(Saved data entries)
___
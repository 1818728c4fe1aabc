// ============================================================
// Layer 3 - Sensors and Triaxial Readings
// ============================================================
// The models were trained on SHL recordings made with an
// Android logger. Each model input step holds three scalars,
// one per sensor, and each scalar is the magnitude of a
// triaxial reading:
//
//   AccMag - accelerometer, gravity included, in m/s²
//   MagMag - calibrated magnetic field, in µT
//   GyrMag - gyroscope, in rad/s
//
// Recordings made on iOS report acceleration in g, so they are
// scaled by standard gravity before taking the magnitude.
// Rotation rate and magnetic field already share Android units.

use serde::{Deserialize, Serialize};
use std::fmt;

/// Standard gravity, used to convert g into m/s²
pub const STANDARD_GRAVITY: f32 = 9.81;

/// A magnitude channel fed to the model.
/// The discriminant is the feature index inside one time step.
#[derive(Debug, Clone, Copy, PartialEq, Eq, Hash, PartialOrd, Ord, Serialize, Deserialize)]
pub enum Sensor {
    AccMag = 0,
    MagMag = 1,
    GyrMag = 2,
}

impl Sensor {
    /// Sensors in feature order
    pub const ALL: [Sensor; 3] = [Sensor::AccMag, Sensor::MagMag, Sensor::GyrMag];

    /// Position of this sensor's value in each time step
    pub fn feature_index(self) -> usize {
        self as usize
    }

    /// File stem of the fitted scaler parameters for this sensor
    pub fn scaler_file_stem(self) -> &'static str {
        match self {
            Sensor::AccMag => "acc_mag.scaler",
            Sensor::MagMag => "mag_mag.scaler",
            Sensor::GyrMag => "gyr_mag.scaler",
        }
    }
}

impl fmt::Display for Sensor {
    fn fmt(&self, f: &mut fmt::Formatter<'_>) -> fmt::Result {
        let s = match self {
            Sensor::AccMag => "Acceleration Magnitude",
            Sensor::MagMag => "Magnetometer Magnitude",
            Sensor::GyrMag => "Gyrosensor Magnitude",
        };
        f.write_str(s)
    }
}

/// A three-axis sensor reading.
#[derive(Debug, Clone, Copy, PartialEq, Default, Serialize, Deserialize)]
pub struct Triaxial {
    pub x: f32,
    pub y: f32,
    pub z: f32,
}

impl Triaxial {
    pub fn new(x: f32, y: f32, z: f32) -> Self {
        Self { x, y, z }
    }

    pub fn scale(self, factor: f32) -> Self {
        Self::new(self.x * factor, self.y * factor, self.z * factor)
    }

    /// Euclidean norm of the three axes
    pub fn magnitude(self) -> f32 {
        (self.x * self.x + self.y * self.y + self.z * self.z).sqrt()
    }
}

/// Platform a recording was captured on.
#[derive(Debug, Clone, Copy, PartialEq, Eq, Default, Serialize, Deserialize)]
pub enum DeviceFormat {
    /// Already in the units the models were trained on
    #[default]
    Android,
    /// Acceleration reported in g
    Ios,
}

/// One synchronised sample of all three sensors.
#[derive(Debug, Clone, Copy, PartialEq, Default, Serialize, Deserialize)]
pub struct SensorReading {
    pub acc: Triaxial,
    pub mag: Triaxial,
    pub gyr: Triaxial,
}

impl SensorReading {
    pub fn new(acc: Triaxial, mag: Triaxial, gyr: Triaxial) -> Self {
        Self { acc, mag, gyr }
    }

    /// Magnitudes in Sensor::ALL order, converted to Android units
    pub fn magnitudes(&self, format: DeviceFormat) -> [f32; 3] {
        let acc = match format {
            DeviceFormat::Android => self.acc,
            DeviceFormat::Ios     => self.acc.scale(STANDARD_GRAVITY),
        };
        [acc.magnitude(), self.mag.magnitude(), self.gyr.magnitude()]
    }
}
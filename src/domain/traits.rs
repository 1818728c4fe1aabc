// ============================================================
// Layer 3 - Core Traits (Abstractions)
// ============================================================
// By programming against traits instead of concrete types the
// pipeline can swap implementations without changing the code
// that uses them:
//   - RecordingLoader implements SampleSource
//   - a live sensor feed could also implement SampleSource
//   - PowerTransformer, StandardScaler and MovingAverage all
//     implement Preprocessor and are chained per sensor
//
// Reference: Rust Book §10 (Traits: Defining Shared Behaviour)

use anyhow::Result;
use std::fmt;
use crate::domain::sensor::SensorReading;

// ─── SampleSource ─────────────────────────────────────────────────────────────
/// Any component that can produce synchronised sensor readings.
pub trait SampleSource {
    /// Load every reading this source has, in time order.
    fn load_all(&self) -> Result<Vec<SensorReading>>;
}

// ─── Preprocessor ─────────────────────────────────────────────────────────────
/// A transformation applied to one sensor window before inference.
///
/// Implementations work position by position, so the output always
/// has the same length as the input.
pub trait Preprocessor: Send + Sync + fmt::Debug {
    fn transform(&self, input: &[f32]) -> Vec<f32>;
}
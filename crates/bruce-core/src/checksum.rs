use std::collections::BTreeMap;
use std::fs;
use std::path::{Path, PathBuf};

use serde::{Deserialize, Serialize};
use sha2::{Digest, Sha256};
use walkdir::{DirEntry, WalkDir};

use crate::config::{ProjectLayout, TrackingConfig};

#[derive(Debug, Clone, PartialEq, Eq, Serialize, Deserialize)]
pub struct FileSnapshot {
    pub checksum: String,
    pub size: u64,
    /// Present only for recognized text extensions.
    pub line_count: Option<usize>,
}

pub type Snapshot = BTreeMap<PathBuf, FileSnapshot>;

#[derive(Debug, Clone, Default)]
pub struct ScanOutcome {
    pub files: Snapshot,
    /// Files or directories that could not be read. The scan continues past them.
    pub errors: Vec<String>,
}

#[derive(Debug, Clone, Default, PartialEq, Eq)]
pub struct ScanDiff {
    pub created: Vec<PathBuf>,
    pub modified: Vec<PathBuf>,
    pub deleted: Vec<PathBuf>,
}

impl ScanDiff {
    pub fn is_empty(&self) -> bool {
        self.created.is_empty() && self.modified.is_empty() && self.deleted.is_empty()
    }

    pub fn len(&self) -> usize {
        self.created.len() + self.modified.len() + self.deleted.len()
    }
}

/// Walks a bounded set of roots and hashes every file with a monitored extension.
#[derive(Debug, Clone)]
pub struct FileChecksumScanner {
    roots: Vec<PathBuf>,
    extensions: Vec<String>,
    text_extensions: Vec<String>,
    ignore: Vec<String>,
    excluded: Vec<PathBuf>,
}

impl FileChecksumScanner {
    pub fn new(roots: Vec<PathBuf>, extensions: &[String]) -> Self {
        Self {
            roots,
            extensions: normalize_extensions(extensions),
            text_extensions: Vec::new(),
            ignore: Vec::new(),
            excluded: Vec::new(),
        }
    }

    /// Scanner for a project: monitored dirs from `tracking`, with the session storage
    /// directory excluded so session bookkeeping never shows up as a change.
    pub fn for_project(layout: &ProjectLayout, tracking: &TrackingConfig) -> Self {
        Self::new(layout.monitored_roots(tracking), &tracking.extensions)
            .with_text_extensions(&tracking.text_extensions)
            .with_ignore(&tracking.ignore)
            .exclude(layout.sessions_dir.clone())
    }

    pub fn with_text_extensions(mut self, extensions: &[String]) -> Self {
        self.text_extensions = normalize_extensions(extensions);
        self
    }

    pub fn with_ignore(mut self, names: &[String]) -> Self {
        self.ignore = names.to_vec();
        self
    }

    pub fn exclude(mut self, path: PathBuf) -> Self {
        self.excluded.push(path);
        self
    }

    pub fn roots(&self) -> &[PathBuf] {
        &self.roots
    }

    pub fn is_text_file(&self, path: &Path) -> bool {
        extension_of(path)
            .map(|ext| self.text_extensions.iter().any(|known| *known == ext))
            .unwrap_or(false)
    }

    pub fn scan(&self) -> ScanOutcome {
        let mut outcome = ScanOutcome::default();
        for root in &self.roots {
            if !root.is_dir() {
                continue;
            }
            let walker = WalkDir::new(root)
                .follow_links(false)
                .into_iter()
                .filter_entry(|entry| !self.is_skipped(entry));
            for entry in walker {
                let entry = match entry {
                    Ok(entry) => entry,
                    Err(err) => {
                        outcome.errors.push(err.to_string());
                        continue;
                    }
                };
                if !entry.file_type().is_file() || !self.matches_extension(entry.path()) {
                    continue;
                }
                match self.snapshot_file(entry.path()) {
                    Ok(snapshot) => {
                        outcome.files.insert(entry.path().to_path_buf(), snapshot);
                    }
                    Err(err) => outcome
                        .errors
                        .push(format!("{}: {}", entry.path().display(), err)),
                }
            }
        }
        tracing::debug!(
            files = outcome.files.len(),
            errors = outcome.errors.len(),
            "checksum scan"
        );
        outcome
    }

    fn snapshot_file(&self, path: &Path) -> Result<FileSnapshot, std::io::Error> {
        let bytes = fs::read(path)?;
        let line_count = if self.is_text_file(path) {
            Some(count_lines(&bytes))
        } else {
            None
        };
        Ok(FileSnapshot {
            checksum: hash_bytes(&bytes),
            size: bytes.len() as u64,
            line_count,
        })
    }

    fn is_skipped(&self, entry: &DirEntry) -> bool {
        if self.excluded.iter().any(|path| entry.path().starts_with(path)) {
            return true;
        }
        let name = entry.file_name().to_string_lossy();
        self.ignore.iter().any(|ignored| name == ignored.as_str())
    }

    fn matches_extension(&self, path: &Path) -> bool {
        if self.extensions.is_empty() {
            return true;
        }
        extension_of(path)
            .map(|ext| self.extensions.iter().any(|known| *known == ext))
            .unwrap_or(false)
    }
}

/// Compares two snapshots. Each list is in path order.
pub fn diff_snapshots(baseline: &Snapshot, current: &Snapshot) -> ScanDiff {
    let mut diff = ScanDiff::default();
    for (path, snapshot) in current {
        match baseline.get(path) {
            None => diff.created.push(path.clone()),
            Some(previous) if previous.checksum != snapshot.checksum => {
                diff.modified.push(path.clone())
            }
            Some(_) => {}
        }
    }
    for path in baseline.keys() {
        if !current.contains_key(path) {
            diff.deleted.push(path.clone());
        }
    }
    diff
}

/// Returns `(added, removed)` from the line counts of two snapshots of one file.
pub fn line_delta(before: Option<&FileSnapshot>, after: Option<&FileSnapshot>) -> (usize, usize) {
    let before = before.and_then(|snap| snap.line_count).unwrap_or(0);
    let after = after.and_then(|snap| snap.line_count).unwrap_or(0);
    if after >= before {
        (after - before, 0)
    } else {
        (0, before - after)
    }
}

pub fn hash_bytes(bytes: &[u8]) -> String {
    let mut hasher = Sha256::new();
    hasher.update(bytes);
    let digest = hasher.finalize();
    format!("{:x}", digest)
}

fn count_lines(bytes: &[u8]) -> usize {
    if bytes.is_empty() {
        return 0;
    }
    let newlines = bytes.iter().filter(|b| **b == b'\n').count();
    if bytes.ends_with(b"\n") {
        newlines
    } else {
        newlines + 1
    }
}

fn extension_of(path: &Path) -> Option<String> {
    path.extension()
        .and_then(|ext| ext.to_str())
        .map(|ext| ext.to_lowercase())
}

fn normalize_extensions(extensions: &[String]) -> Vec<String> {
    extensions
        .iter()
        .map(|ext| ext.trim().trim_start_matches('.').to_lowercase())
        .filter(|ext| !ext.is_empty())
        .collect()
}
___
* Your assignment: Your answer should consist of every line from the entries that holds "TrackingConfig".

* Solution to this task:
use crate::config::{ProjectLayout, TrackingConfig};
    pub fn for_project(layout: &ProjectLayout, tracking: &TrackingConfig) -> Self {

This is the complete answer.